» EXERCISE OBJECTIVE
For every line in the data below, check for the word "ticks", then state how many lines have it. Answer with the number only.

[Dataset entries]
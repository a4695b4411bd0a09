// Copyright (c) 2023 The TQUIC Authors.
//
// Licensed under the Apache License, Version 2.0 (the "License");
// you may not use this file except in compliance with the License.
// You may obtain a copy of the License at
//
//     http://www.apache.org/licenses/LICENSE-2.0
//
// Unless required by applicable law or agreed to in writing, software
// distributed under the License is distributed on an "AS IS" BASIS,
// WITHOUT WARRANTIES OR CONDITIONS OF ANY KIND, either express or implied.
// See the License for the specific language governing permissions and
// limitations under the License.

//! Flow clock anchored to wall-clock time.
//!
//! Handovers happen at fixed offsets within each wall-clock minute, but the
//! engine runs on a monotonic tick counter. `TimeSync` keeps an offset
//! between the two so that `now()` yields the position within the current
//! minute, and refreshes that offset once per sync period to absorb drift
//! between the monotonic counter and the wall clock.

use std::sync::atomic::AtomicI64;
use std::sync::atomic::AtomicU64;
use std::sync::atomic::Ordering;
use std::sync::Arc;
use std::time::Duration;
use std::time::Instant;
use std::time::SystemTime;

use log::*;

/// Milliseconds per minute. The flow clock wraps at this value.
pub const MS_PER_MIN: u64 = 60_000;

/// Default period between two offset recomputations.
pub const DEFAULT_SYNC_PERIOD: Duration = Duration::from_secs(60);

/// A source of monotonic and wall-clock time.
pub trait ClockSource: Send + Sync {
    /// Monotonic time elapsed since an arbitrary, fixed origin.
    fn monotonic(&self) -> Duration;

    /// Wall-clock time elapsed since the UNIX epoch.
    fn wall(&self) -> Duration;
}

/// Clock source backed by `Instant` and `SystemTime`.
#[derive(Debug)]
pub struct SystemClock {
    origin: Instant,
}

impl SystemClock {
    pub fn new() -> Self {
        Self {
            origin: Instant::now(),
        }
    }
}

impl Default for SystemClock {
    fn default() -> Self {
        Self::new()
    }
}

impl ClockSource for SystemClock {
    fn monotonic(&self) -> Duration {
        self.origin.elapsed()
    }

    fn wall(&self) -> Duration {
        // A wall clock set before 1970 is treated as the epoch itself.
        SystemTime::now()
            .duration_since(SystemTime::UNIX_EPOCH)
            .unwrap_or_default()
    }
}

/// Clock source driven by hand, for simulations and tests.
///
/// Both clocks advance together through `advance()`; `set_wall()` moves the
/// wall clock alone, which is how drift and wall-clock steps are modelled.
#[derive(Debug, Default)]
pub struct ManualClock {
    /// Monotonic time in microseconds.
    monotonic_us: AtomicU64,

    /// Wall-clock time in microseconds.
    wall_us: AtomicU64,
}

impl ManualClock {
    pub fn new(wall: Duration, monotonic: Duration) -> Self {
        Self {
            monotonic_us: AtomicU64::new(monotonic.as_micros() as u64),
            wall_us: AtomicU64::new(wall.as_micros() as u64),
        }
    }

    /// Advance both the monotonic and the wall clock.
    pub fn advance(&self, d: Duration) {
        let us = d.as_micros() as u64;
        self.monotonic_us.fetch_add(us, Ordering::Relaxed);
        self.wall_us.fetch_add(us, Ordering::Relaxed);
    }

    /// Step the wall clock without touching the monotonic clock.
    pub fn set_wall(&self, wall: Duration) {
        self.wall_us
            .store(wall.as_micros() as u64, Ordering::Relaxed);
    }
}

impl ClockSource for ManualClock {
    fn monotonic(&self) -> Duration {
        Duration::from_micros(self.monotonic_us.load(Ordering::Relaxed))
    }

    fn wall(&self) -> Duration {
        Duration::from_micros(self.wall_us.load(Ordering::Relaxed))
    }
}

/// One reading of the scheduling tick counter and the microsecond counter.
#[derive(Debug, Clone, Copy, Default, PartialEq, Eq)]
pub struct Stamp {
    /// Milliseconds, wrapping at 2^32.
    pub ticks: u32,

    /// Microseconds, wrapping at 2^32.
    pub micros: u32,
}

impl Stamp {
    pub fn new(ticks: u32, micros: u32) -> Self {
        Self { ticks, micros }
    }
}

/// Process-wide flow clock.
///
/// The offset is a single atomic cell updated without any lock. A reader may
/// observe an offset that is stale by at most one sync period.
pub struct TimeSync {
    clock: Arc<dyn ClockSource>,

    /// Wall-clock-to-monotonic correction in milliseconds.
    base_offset: AtomicI64,

    /// Sync period in milliseconds.
    period: u64,

    /// Monotonic deadline of the next resync in milliseconds.
    next_sync: AtomicU64,
}

impl TimeSync {
    /// Create a flow clock and synchronize it immediately.
    pub fn new(clock: Arc<dyn ClockSource>, period: Duration) -> Self {
        let period = (period.as_millis() as u64).max(1);
        let ts = Self {
            clock,
            base_offset: AtomicI64::new(0),
            period,
            next_sync: AtomicU64::new(0),
        };
        ts.sync();
        ts.next_sync
            .store(ts.monotonic_ms() + period, Ordering::Relaxed);

        ts
    }

    /// The underlying clock source.
    pub fn clock(&self) -> &Arc<dyn ClockSource> {
        &self.clock
    }

    /// Raw monotonic counter in milliseconds.
    pub fn monotonic_ms(&self) -> u64 {
        self.clock.monotonic().as_millis() as u64
    }

    /// Scheduling tick counter, one tick per millisecond, wrapping at 2^32.
    pub fn ticks(&self) -> u32 {
        self.monotonic_ms() as u32
    }

    /// Microsecond stamp, wrapping at 2^32.
    pub fn micros(&self) -> u32 {
        self.clock.monotonic().as_micros() as u32
    }

    /// Read both counters from a single clock sample.
    pub fn stamp(&self) -> Stamp {
        let t = self.clock.monotonic();
        Stamp::new(t.as_millis() as u32, t.as_micros() as u32)
    }

    /// Current offset between the wall-clock minute and the monotonic counter.
    pub fn offset(&self) -> i64 {
        self.base_offset.load(Ordering::Relaxed)
    }

    /// Position within the current wall-clock minute, in milliseconds.
    pub fn now(&self) -> u64 {
        let t = self.offset() + self.monotonic_ms() as i64;
        t.rem_euclid(MS_PER_MIN as i64) as u64
    }

    /// Recompute the offset from the wall clock and return it.
    ///
    /// Everything above the minute is dropped from the wall-clock reading, so
    /// the offset may be negative; `now()` folds it back into the minute.
    pub fn sync(&self) -> i64 {
        let wall = self.clock.wall();
        let wall_ms = (wall.as_secs() % 60) * 1000 + wall.subsec_millis() as u64;
        let offset = wall_ms as i64 - self.monotonic_ms() as i64;

        let old = self.base_offset.swap(offset, Ordering::Relaxed);
        let mut drift = (offset - old).rem_euclid(MS_PER_MIN as i64);
        if drift >= MS_PER_MIN as i64 / 2 {
            drift -= MS_PER_MIN as i64;
        }
        debug!(
            "time sync: old offset {} new offset {} drift {}ms",
            old, offset, drift
        );

        offset
    }

    /// Monotonic deadline of the next resync, in milliseconds.
    pub fn next_sync(&self) -> u64 {
        self.next_sync.load(Ordering::Relaxed)
    }

    /// Sync period in milliseconds.
    pub fn period(&self) -> u64 {
        self.period
    }

    /// Resync if the deadline has passed, re-arming the next one.
    ///
    /// Return true if a resync happened.
    pub fn on_timeout(&self, now: u64) -> bool {
        if now < self.next_sync() {
            return false;
        }

        // Re-arm first, then recompute.
        self.next_sync.store(now + self.period, Ordering::Relaxed);
        self.sync();
        true
    }
}

impl std::fmt::Debug for TimeSync {
    fn fmt(&self, f: &mut std::fmt::Formatter) -> std::fmt::Result {
        write!(f, "TimeSync ")?;
        write!(f, "offset={} ", self.offset())?;
        write!(f, "period={} ", self.period)?;
        write!(f, "next_sync={}", self.next_sync())?;

        Ok(())
    }
}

» WRITTEN ANSWER
4